[Dataset excerpts]:

= = = =

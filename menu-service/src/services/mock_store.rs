use crate::models::{MenuItem, MenuItemUpdate};
use crate::services::error::StoreError;
use crate::services::menu_store::{parse_id, MenuStore};
use async_trait::async_trait;
use mongodb::bson::oid::ObjectId;
use std::collections::HashMap;
use std::sync::Mutex;
use validator::Validate;

/// In-memory [`MenuStore`] used by tests and local runs without MongoDB.
pub struct MockMenuStore {
    pub items: Mutex<HashMap<ObjectId, MenuItem>>,
}

impl Default for MockMenuStore {
    fn default() -> Self {
        Self::new()
    }
}

impl MockMenuStore {
    pub fn new() -> Self {
        Self {
            items: Mutex::new(HashMap::new()),
        }
    }

    /// Seed an item, standing in for the creation path the HTTP surface lacks.
    pub fn insert(
        &self,
        name: &str,
        description: Option<&str>,
        price: f64,
    ) -> Result<MenuItem, StoreError> {
        let item = MenuItem::new(name, description.map(str::to_string), price);
        self.lock()?.insert(item.id, item.clone());
        Ok(item)
    }

    pub fn get(&self, id: &ObjectId) -> Result<Option<MenuItem>, StoreError> {
        Ok(self.lock()?.get(id).cloned())
    }

    pub fn len(&self) -> usize {
        self.items.lock().map(|items| items.len()).unwrap_or(0)
    }

    pub fn is_empty(&self) -> bool {
        self.len() == 0
    }

    fn lock(&self) -> Result<std::sync::MutexGuard<'_, HashMap<ObjectId, MenuItem>>, StoreError> {
        self.items
            .lock()
            .map_err(|e| StoreError::Internal(format!("Mock store mutex poisoned: {}", e)))
    }
}

#[async_trait]
impl MenuStore for MockMenuStore {
    async fn update_by_id(
        &self,
        id: &str,
        update: MenuItemUpdate,
    ) -> Result<MenuItem, StoreError> {
        let oid = parse_id(id)?;
        update.validate()?;

        let mut items = self.lock()?;
        let item = items.get_mut(&oid).ok_or(StoreError::NotFound)?;
        item.apply(update);
        Ok(item.clone())
    }

    async fn delete_by_id(&self, id: &str) -> Result<MenuItem, StoreError> {
        let oid = parse_id(id)?;
        self.lock()?.remove(&oid).ok_or(StoreError::NotFound)
    }

    async fn health_check(&self) -> Result<(), StoreError> {
        Ok(())
    }
}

= = = =

[Task directions]:
From the records above, return each line that has the string "Result".

[Solution to this task]:
    ) -> Result<MenuItem, StoreError> {
    pub fn get(&self, id: &ObjectId) -> Result<Option<MenuItem>, StoreError> {
    fn lock(&self) -> Result<std::sync::MutexGuard<'_, HashMap<ObjectId, MenuItem>>, StoreError> {
    ) -> Result<MenuItem, StoreError> {
    async fn delete_by_id(&self, id: &str) -> Result<MenuItem, StoreError> {
    async fn health_check(&self) -> Result<(), StoreError> {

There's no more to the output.